La semaine de l'éco
Retour sur l'actualité économique de la semaine écoulée.
Bilan mitigé de l’adhésion à l’UE pour l’agriculture tchèque
Depuis l’adhésion de la République tchèque à l’Union européenne, à savoir depuis mai 2004, la situation financière des agriculteurs tchèques s’est considérablement améliorée. Grâce aux importantes subventions européennes, les agriculteurs ont pu par la suite investir davantage. Néanmoins, la structure du secteur agricole tchèque a changé dans un sens négatif de façon frappante. Selon les données de l’Office tchèque des statistiques (ČSÚ), la production animale a baissé, et plus particulièrement la production de porc et de volaille. Si la culture du colza est en hausse, les pommes de terre ainsi que les plantes fourragères sont cultivées sur des zones de plus en plus petites. On assiste également à une augmentation des installations de biogaz.Selon les déclarations de l’ancien président de la Chambre agraire, Jan Veleba, l’augmentation des importations de produits alimentaires a eu pour conséquence la réduction du nombre d’animaux. De ce fait, la baisse de la production de bétail, serait liée, selon Veleba, à la réduction de l’emploi rural. Toutefois, la répartition des cultures individuelles sur les champs a subi un changement, et ce en faveur de la culture des céréales et du colza. Au contraire, la pomme de terre, la betterave et les plantes fourragères quitteraient de plus en plus les champs tchèques.

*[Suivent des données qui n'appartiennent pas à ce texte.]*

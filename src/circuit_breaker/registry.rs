use super::breaker::CircuitBreaker;
use super::types::{
    BreakerError, CircuitBreakerConfig, CircuitBreakerMetrics, CircuitSnapshot, CircuitState,
};
use crate::error::Result;
use crate::observability::events::{default_sink, EventSink};
use crate::time::{system_clock, TimeProvider};
use dashmap::DashMap;
use std::collections::HashMap;
use std::future::Future;
use std::sync::Arc;
use tokio_util::sync::CancellationToken;
use tracing::debug;

/// Circuit breakers for many resources, created on first use
///
/// Each resource gets its own breaker, configured from a per-resource
/// override or the registry default.
#[derive(Clone)]
pub struct CircuitBreakerRegistry {
    /// Circuit breakers per resource
    breakers: Arc<DashMap<String, Arc<CircuitBreaker>>>,
    /// Default configuration
    default_config: CircuitBreakerConfig,
    overrides: HashMap<String, CircuitBreakerConfig>,
    clock: Arc<dyn TimeProvider>,
    sink: Arc<dyn EventSink>,
}

impl CircuitBreakerRegistry {
    /// Create a new registry, validating the default configuration
    pub fn new(default_config: CircuitBreakerConfig) -> Result<Self> {
        default_config.validate()?;

        Ok(Self {
            breakers: Arc::new(DashMap::new()),
            default_config,
            overrides: HashMap::new(),
            clock: system_clock(),
            sink: default_sink(),
        })
    }

    /// Use `config` for `resource` instead of the default
    pub fn with_resource_config(
        mut self,
        resource: impl Into<String>,
        config: CircuitBreakerConfig,
    ) -> Result<Self> {
        config.validate()?;
        self.overrides.insert(resource.into(), config);
        Ok(self)
    }

    /// Clock handed to breakers created from now on
    pub fn with_clock(mut self, clock: Arc<dyn TimeProvider>) -> Self {
        self.clock = clock;
        self
    }

    /// Event sink handed to breakers created from now on
    pub fn with_event_sink(mut self, sink: Arc<dyn EventSink>) -> Self {
        self.sink = sink;
        self
    }

    /// Get or create the circuit breaker for a resource
    pub fn breaker(&self, resource: &str) -> Arc<CircuitBreaker> {
        self.breakers
            .entry(resource.to_string())
            .or_insert_with(|| {
                debug!(resource = resource, "Creating new circuit breaker");
                let config = self
                    .overrides
                    .get(resource)
                    .unwrap_or(&self.default_config)
                    .clone();
                Arc::new(
                    CircuitBreaker::from_validated(resource.to_string(), config)
                        .with_clock(self.clock.clone())
                        .with_event_sink(self.sink.clone()),
                )
            })
            .clone()
    }

    /// Run `op` through the breaker for `resource`
    pub async fn execute<F, Fut, T, E>(
        &self,
        resource: &str,
        op: F,
        cancel: &CancellationToken,
    ) -> std::result::Result<T, BreakerError<E>>
    where
        F: FnOnce() -> Fut,
        Fut: Future<Output = std::result::Result<T, E>>,
    {
        let breaker = self.breaker(resource);
        breaker.execute(op, cancel).await
    }

    /// Get the state of the circuit breaker for a resource
    pub fn state(&self, resource: &str) -> CircuitState {
        self.breakers
            .get(resource)
            .map(|breaker| breaker.state())
            .unwrap_or(CircuitState::Closed)
    }

    /// Get metrics for a resource
    pub fn metrics(&self, resource: &str) -> Option<CircuitBreakerMetrics> {
        self.breakers.get(resource).map(|breaker| breaker.metrics())
    }

    /// Get all resource names with circuit breakers
    pub fn resources(&self) -> Vec<String> {
        self.breakers.iter().map(|e| e.key().clone()).collect()
    }

    /// Snapshots of every breaker
    pub fn snapshots(&self) -> Vec<CircuitSnapshot> {
        self.breakers
            .iter()
            .map(|entry| entry.value().snapshot())
            .collect()
    }
}

impl std::fmt::Debug for CircuitBreakerRegistry {
    fn fmt(&self, f: &mut std::fmt::Formatter<'_>) -> std::fmt::Result {
        f.debug_struct("CircuitBreakerRegistry")
            .field("resources", &self.resources())
            .field("default_config", &self.default_config)
            .finish()
    }
}

#[cfg(test)]
mod tests {
    use super::*;

    async fn fail(registry: &CircuitBreakerRegistry, resource: &str) {
        let result: std::result::Result<(), BreakerError<String>> = registry
            .execute(
                resource,
                || async { Err("boom".to_string()) },
                &CancellationToken::new(),
            )
            .await;
        assert!(result.is_err());
    }

    async fn succeed(registry: &CircuitBreakerRegistry, resource: &str) {
        let result: std::result::Result<(), BreakerError<String>> = registry
            .execute(resource, || async { Ok(()) }, &CancellationToken::new())
            .await;
        assert!(result.is_ok());
    }

    #[tokio::test]
    async fn test_registry_manages_multiple_resources() {
        let config = CircuitBreakerConfig {
            failure_threshold: 2,
            ..Default::default()
        };
        let registry = CircuitBreakerRegistry::new(config).unwrap();

        succeed(&registry, "backend1").await;
        fail(&registry, "backend2").await;
        fail(&registry, "backend2").await;

        assert_eq!(registry.state("backend1"), CircuitState::Closed);
        assert_eq!(registry.state("backend2"), CircuitState::Open);

        let resources = registry.resources();
        assert_eq!(resources.len(), 2);
        assert!(resources.contains(&"backend1".to_string()));
        assert!(resources.contains(&"backend2".to_string()));
    }

    #[tokio::test]
    async fn test_registry_snapshots() {
        let registry = CircuitBreakerRegistry::new(CircuitBreakerConfig::default()).unwrap();

        succeed(&registry, "backend1").await;
        fail(&registry, "backend2").await;

        let snapshots = registry.snapshots();
        assert_eq!(snapshots.len(), 2);

        let backend1 = snapshots.iter().find(|s| s.resource == "backend1").unwrap();
        assert_eq!(backend1.metrics.successful_requests, 1);

        let backend2 = snapshots.iter().find(|s| s.resource == "backend2").unwrap();
        assert_eq!(backend2.metrics.failed_requests, 1);
        assert_eq!(backend2.consecutive_failures, 1);
    }

    #[tokio::test]
    async fn test_resource_override() {
        let registry = CircuitBreakerRegistry::new(CircuitBreakerConfig::default())
            .unwrap()
            .with_resource_config(
                "fragile",
                CircuitBreakerConfig {
                    failure_threshold: 1,
                    ..Default::default()
                },
            )
            .unwrap();

        fail(&registry, "fragile").await;
        fail(&registry, "sturdy").await;

        assert_eq!(registry.state("fragile"), CircuitState::Open);
        assert_eq!(registry.state("sturdy"), CircuitState::Closed);
        assert_eq!(registry.breaker("fragile").config().failure_threshold, 1);
    }

    #[test]
    fn test_invalid_override_is_rejected() {
        let registry = CircuitBreakerRegistry::new(CircuitBreakerConfig::default()).unwrap();
        let invalid = CircuitBreakerConfig {
            half_open_trial_count: 0,
            ..Default::default()
        };
        assert!(registry.with_resource_config("x", invalid).is_err());
    }

    #[test]
    fn test_registry_nonexistent_resource() {
        let registry = CircuitBreakerRegistry::new(CircuitBreakerConfig::default()).unwrap();

        assert_eq!(registry.state("nonexistent"), CircuitState::Closed);
        assert!(registry.metrics("nonexistent").is_none());
    }

    #[test]
    fn test_breaker_is_shared_between_lookups() {
        let registry = CircuitBreakerRegistry::new(CircuitBreakerConfig::default()).unwrap();
        let a = registry.breaker("backend");
        let b = registry.clone().breaker("backend");
        assert!(Arc::ptr_eq(&a, &b));
    }
}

Alors qu’à l’époque de l’adhésion de la République tchèque à l’UE en 2004, le colza était cultivé dans le pays sur seulement 260 000 hectares, il l’est désormais sur 418 000 hectares. Cette croissance de la production du colza est principalement liée à son utilisation obligatoire dans les carburants, une obligation virulemment critiquée. En revanche, en 2013, les pommes de terre n’ont été cultivées que sur les deux tiers de la superficie de 2004. La superficie consacrée aux cultures fourragères a diminué d’environ 70 000 hectares, et représente actuellement 436 000 hectares.
En dix ans, le nombre de vaches, de volailles, mais surtout de porcs, a diminué de moitié. Selon les statistiques du ministère de l’Agriculture, 59% de la viande porcine consommée en République tchèque était importée ; en 2013, ce taux s’est élevé à 62%.
Le président de l’Association de l’agriculture privée, Josef Stehlík, estime qu’après l’entrée du pays dans l’Union européenne, l’agriculture tchèque a certainement amélioré sa situation. En outre, il souligne le fait que grâce aux subventions des dix dernières années, les investissements des agriculteurs ont eux aussi augmenté. Pour Stehlík, l’aspect positif peut être perçu dans les investissements dans l’aménagement du paysage rural, ainsi que dans des dispositifs anti-inondations. Toutefois, il considère le poids de la bureaucratie et le durcissement des réglementations environnementales comme un aspect négatif de l’adhésion européenne.
Selon le chef du département des statistiques agricoles de l’Office tchèque des statistiques, Jiří Hrbek, on constate une hausse des installations de biogaz, sachant qu’en 2013 environ 350 installations de biogaz agricoles étaient enregistrées en République tchèque. Jiří Hrbek considère comme un problème majeur la réduction de la superficie agricole, qui diminue de près de 15 hectares par jour ces dernières années.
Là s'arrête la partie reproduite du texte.